WebNovels

Chapter 157 - Chapter 157 – "Snowfall Upon an Unthawed Heart"

The walls of Vanhart estate had always been cold.

She once believed it was the climate—the brutal northern winds that seeped through worn stone and weathered wood, teaching every inhabitant to endure.

But as she stood alone beside the frost-dimmed window of her temporary chamber, fingers resting lightly against the chilled glass, she understood something painful with silence.

The cold in this house… had not come from nature.

It came from absence.

Her absence.

Sera's.

And the hollow space that formed between those two departures.

The Room of Return

The chamber was modest for a Count's wife. She had requested it deliberately—refusing the grand suite reserved for the Lady of the House.

She didn't feel like that anymore.

Not yet.

Perhaps not ever.

Her gentle violet gown hung loosely upon her frame, the color faded slightly from age. Her hair, once deeply chestnut, shared streaks of frost with the windowsill—pinned elegantly, though strands now fell loose after hours of quiet trembling.

She looked down at her gloved hand.

Where it rested earlier—

against her daughter's face.

That warmth lingered on her palm.

Trembling faintly.

As though long unused to carrying something as fragile as hope.

Sera…

She closed her eyes.

She remembered Sera at seven—wild laughter echoing through the courtyard as she darted between columns, hair dark, cheeks red from joy and winter air. A child who believed the whole estate was only as cold as she pretended.

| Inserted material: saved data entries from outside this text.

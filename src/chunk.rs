//! Recursive character text chunker with overlap.
//!
//! Splits document text into [`Passage`]s no longer than a profile's
//! `max_chunk_size` characters. Splitting prefers paragraph boundaries
//! (`\n\n`), then lines, then words, and only cuts inside a word when a
//! single word is longer than the limit. Adjacent passages share up to
//! `overlap` characters of trailing context so that a sentence cut at a
//! boundary is still retrievable from either side.
//!
//! Each passage receives a fresh UUID, its position in the document, and a
//! SHA-256 hash of its text.

use std::collections::VecDeque;

use chrono::{DateTime, SecondsFormat, Utc};
use sha2::{Digest, Sha256};
use uuid::Uuid;

use crate::models::{Passage, PassageMetadata, SourceKind};

/// Separators tried in order; `""` means "between any two characters".
const SEPARATORS: &[&str] = &["\n\n", "\n", " ", ""];

/// Chunk size and overlap, both in characters.
#[derive(Debug, Clone, Copy, PartialEq, Eq, serde::Deserialize)]
pub struct ChunkProfile {
    pub max_chunk_size: usize,
    pub overlap: usize,
}

impl ChunkProfile {
    /// Coarse profile for plain uploaded text.
    pub const TEXT: ChunkProfile = ChunkProfile {
        max_chunk_size: 1000,
        overlap: 200,
    };

    /// Finer profile for text extracted by loaders (PDF, HTML), which
    /// carries more formatting noise per character.
    pub const LOADER: ChunkProfile = ChunkProfile {
        max_chunk_size: 512,
        overlap: 100,
    };
}

/// Metadata stamped on every passage of one document.
#[derive(Debug, Clone)]
pub struct ChunkTags {
    pub assistant_id: String,
    pub document_id: String,
    pub file_name: String,
    pub source_kind: SourceKind,
    pub source_url: Option<String>,
    pub ingested_at: DateTime<Utc>,
}

/// Split `text` into passages. Empty or blank text yields no passages.
pub fn chunk_text(text: &str, profile: &ChunkProfile, tags: &ChunkTags) -> Vec<Passage> {
    chunk_fragments(&[text], profile, tags)
}

/// Split several fragments of one document (e.g. loaded pages).
///
/// Fragments are split independently; passage indices run contiguously
/// across all of them starting at 0.
pub fn chunk_fragments<S: AsRef<str>>(
    fragments: &[S],
    profile: &ChunkProfile,
    tags: &ChunkTags,
) -> Vec<Passage> {
    let ingested_at = tags
        .ingested_at
        .to_rfc3339_opts(SecondsFormat::Millis, true);

    fragments
        .iter()
        .flat_map(|f| split_text(f.as_ref(), profile))
        .enumerate()
        .map(|(index, text)| make_passage(tags, &ingested_at, index, text))
        .collect()
}

/// Split raw text into chunk strings according to `profile`.
///
/// Text that already fits is returned unchanged as a single chunk.
pub fn split_text(text: &str, profile: &ChunkProfile) -> Vec<String> {
    if text.trim().is_empty() {
        return Vec::new();
    }
    if char_len(text) <= profile.max_chunk_size {
        return vec![text.to_string()];
    }
    split_recursive(text, SEPARATORS, profile)
}

fn split_recursive(text: &str, separators: &[&str], profile: &ChunkProfile) -> Vec<String> {
    let (position, separator) = separators
        .iter()
        .enumerate()
        .find(|(_, s)| s.is_empty() || text.contains(**s))
        .map(|(i, s)| (i, *s))
        .unwrap_or((separators.len().saturating_sub(1), ""));
    let remaining = separators.get(position + 1..).unwrap_or(&[]);

    let pieces: Vec<&str> = if separator.is_empty() {
        text.char_indices()
            .map(|(i, c)| &text[i..i + c.len_utf8()])
            .collect()
    } else {
        text.split(separator).filter(|p| !p.is_empty()).collect()
    };

    let mut out = Vec::new();
    let mut fitting: Vec<&str> = Vec::new();

    for piece in pieces {
        if char_len(piece) < profile.max_chunk_size {
            fitting.push(piece);
            continue;
        }
        if !fitting.is_empty() {
            out.extend(merge_splits(&fitting, separator, profile));
            fitting.clear();
        }
        if remaining.is_empty() {
            out.push(piece.to_string());
        } else {
            out.extend(split_recursive(piece, remaining, profile));
        }
    }

    if !fitting.is_empty() {
        out.extend(merge_splits(&fitting, separator, profile));
    }

    out
}

/// Greedily pack small pieces into chunks, carrying the tail of each chunk
/// (at most `overlap` characters) into the next one.
fn merge_splits(pieces: &[&str], separator: &str, profile: &ChunkProfile) -> Vec<String> {
    let sep_len = char_len(separator);
    let mut chunks = Vec::new();
    let mut window: VecDeque<&str> = VecDeque::new();
    let mut total = 0usize;

    for &piece in pieces {
        let len = char_len(piece);
        let joiner = if window.is_empty() { 0 } else { sep_len };

        if total + len + joiner > profile.max_chunk_size && !window.is_empty() {
            push_joined(&mut chunks, &window, separator);

            while total > profile.overlap
                || (total > 0
                    && total + len + if window.is_empty() { 0 } else { sep_len }
                        > profile.max_chunk_size)
            {
                let Some(front) = window.pop_front() else {
                    break;
                };
                total -= char_len(front) + if window.is_empty() { 0 } else { sep_len };
            }
        }

        let joiner = if window.is_empty() { 0 } else { sep_len };
        window.push_back(piece);
        total += len + joiner;
    }

    if !window.is_empty() {
        push_joined(&mut chunks, &window, separator);
    }

    chunks
}

fn push_joined(chunks: &mut Vec<String>, window: &VecDeque<&str>, separator: &str) {
    let joined = window.iter().copied().collect::<Vec<_>>().join(separator);
    let trimmed = joined.trim();
    if !trimmed.is_empty() {
        chunks.push(trimmed.to_string());
    }
}

fn char_len(s: &str) -> usize {
    s.chars().count()
}

fn make_passage(tags: &ChunkTags, ingested_at: &str, index: usize, text: String) -> Passage {
    let mut hasher = Sha256::new();
    hasher.update(text.as_bytes());
    let content_hash = format!("{:x}", hasher.finalize());

    Passage {
        id: Uuid::new_v4().to_string(),
        chunk_index: index,
        text,
        metadata: PassageMetadata {
            assistant_id: tags.assistant_id.clone(),
            document_id: tags.document_id.clone(),
            file_name: tags.file_name.clone(),
            source_kind: tags.source_kind,
            source_url: tags.source_url.clone(),
            ingested_at: ingested_at.to_string(),
            content_hash,
        },
    }
}

#[cfg(test)]
mod tests {
    use super::*;

    fn tags() -> ChunkTags {
        ChunkTags {
            assistant_id: "assistant-x".to_string(),
            document_id: "doc-1".to_string(),
            file_name: "sky.txt".to_string(),
            source_kind: SourceKind::Text,
            source_url: None,
            ingested_at: Utc::now(),
        }
    }

    fn words(n: usize) -> String {
        (0..n)
            .map(|i| format!("w{}", i))
            .collect::<Vec<_>>()
            .join(" ")
    }

    #[test]
    fn test_short_text_single_chunk() {
        let passages = chunk_text("The sky is blue.", &ChunkProfile::TEXT, &tags());
        assert_eq!(passages.len(), 1);
        assert_eq!(passages[0].text, "The sky is blue.");
        assert_eq!(passages[0].chunk_index, 0);
    }

    #[test]
    fn test_short_text_kept_verbatim() {
        let text = "  spaced   out\n\ntext  ";
        let chunks = split_text(text, &ChunkProfile::TEXT);
        assert_eq!(chunks, vec![text.to_string()]);
    }

    #[test]
    fn test_empty_and_blank_text() {
        assert!(chunk_text("", &ChunkProfile::TEXT, &tags()).is_empty());
        assert!(chunk_text("  \n\n \t", &ChunkProfile::TEXT, &tags()).is_empty());
    }

    #[test]
    fn test_chunks_respect_max_size() {
        let profile = ChunkProfile {
            max_chunk_size: 100,
            overlap: 20,
        };
        let text = words(400);
        let chunks = split_text(&text, &profile);
        assert!(chunks.len() > 1);
        for c in &chunks {
            assert!(c.chars().count() <= 100, "chunk too long: {}", c.len());
        }
    }

    #[test]
    fn test_adjacent_chunks_overlap() {
        let profile = ChunkProfile {
            max_chunk_size: 100,
            overlap: 20,
        };
        let chunks = split_text(&words(400), &profile);
        for pair in chunks.windows(2) {
            let first_of_next = pair[1].split(' ').next().unwrap();
            assert!(
                pair[0].split(' ').any(|w| w == first_of_next),
                "no overlap between {:?} and {:?}",
                pair[0],
                pair[1]
            );
        }
    }

    #[test]
    fn test_every_word_is_covered() {
        let profile = ChunkProfile {
            max_chunk_size: 64,
            overlap: 16,
        };
        let chunks = split_text(&words(300), &profile);
        for i in 0..300 {
            let w = format!("w{}", i);
            assert!(
                chunks.iter().any(|c| c.split(' ').any(|x| x == w)),
                "{} missing",
                w
            );
        }
    }

    #[test]
    fn test_paragraph_boundaries_preferred() {
        let profile = ChunkProfile {
            max_chunk_size: 40,
            overlap: 0,
        };
        let text = "First paragraph here.\n\nSecond paragraph here.\n\nThird one.";
        let chunks = split_text(text, &profile);
        assert_eq!(chunks[0], "First paragraph here.");
        assert!(chunks.iter().all(|c| !c.starts_with('\n')));
    }

    #[test]
    fn test_unbroken_text_is_hard_split() {
        let text = "a".repeat(2500);
        let chunks = split_text(&text, &ChunkProfile::TEXT);
        assert!(chunks.len() >= 3);
        assert!(chunks.iter().all(|c| c.chars().count() <= 1000));
    }

    #[test]
    fn test_multibyte_text_does_not_panic() {
        let profile = ChunkProfile {
            max_chunk_size: 10,
            overlap: 3,
        };
        let text = "संविधान भारत का सर्वोच्च विधान है। ".repeat(10);
        let chunks = split_text(&text, &profile);
        assert!(!chunks.is_empty());
        assert!(chunks.iter().all(|c| c.chars().count() <= 10));
    }

    #[test]
    fn test_fragment_indices_contiguous_and_tagged() {
        let profile = ChunkProfile::LOADER;
        let fragments = vec![words(300), String::new(), words(200)];
        let t = tags();
        let passages = chunk_fragments(&fragments, &profile, &t);
        assert!(passages.len() > 2);
        for (i, p) in passages.iter().enumerate() {
            assert_eq!(p.chunk_index, i);
            assert_eq!(p.metadata.assistant_id, "assistant-x");
            assert_eq!(p.metadata.document_id, "doc-1");
            assert_eq!(p.metadata.content_hash.len(), 64);
        }
    }

    #[test]
    fn test_deterministic_text() {
        let profile = ChunkProfile {
            max_chunk_size: 50,
            overlap: 10,
        };
        let text = words(120);
        assert_eq!(split_text(&text, &profile), split_text(&text, &profile));
    }
}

She remembered Sera at nine, smiling politely for guests. But beneath the trained courtesy… something broken.

She remembered her husband—Edward—saying, "It was an accident. She panicked. We must let her rest."

She remembered trying to place a hand on Sera's shoulder that night.

The girl flinched.

Subconsciously.

But enough.

Enough to make her mother withdraw her hand, eyes filling but tears never falling.

For if her daughter could not accept her touch… then perhaps she had failed her long before that day.

The Moment She Left

The dark carriage ride to her parents' estate still etched its cold breath into her memory.

She hadn't left in fury.

She had left because staying felt like watching Sera fade into something unrecognizable—and not knowing how to stop it.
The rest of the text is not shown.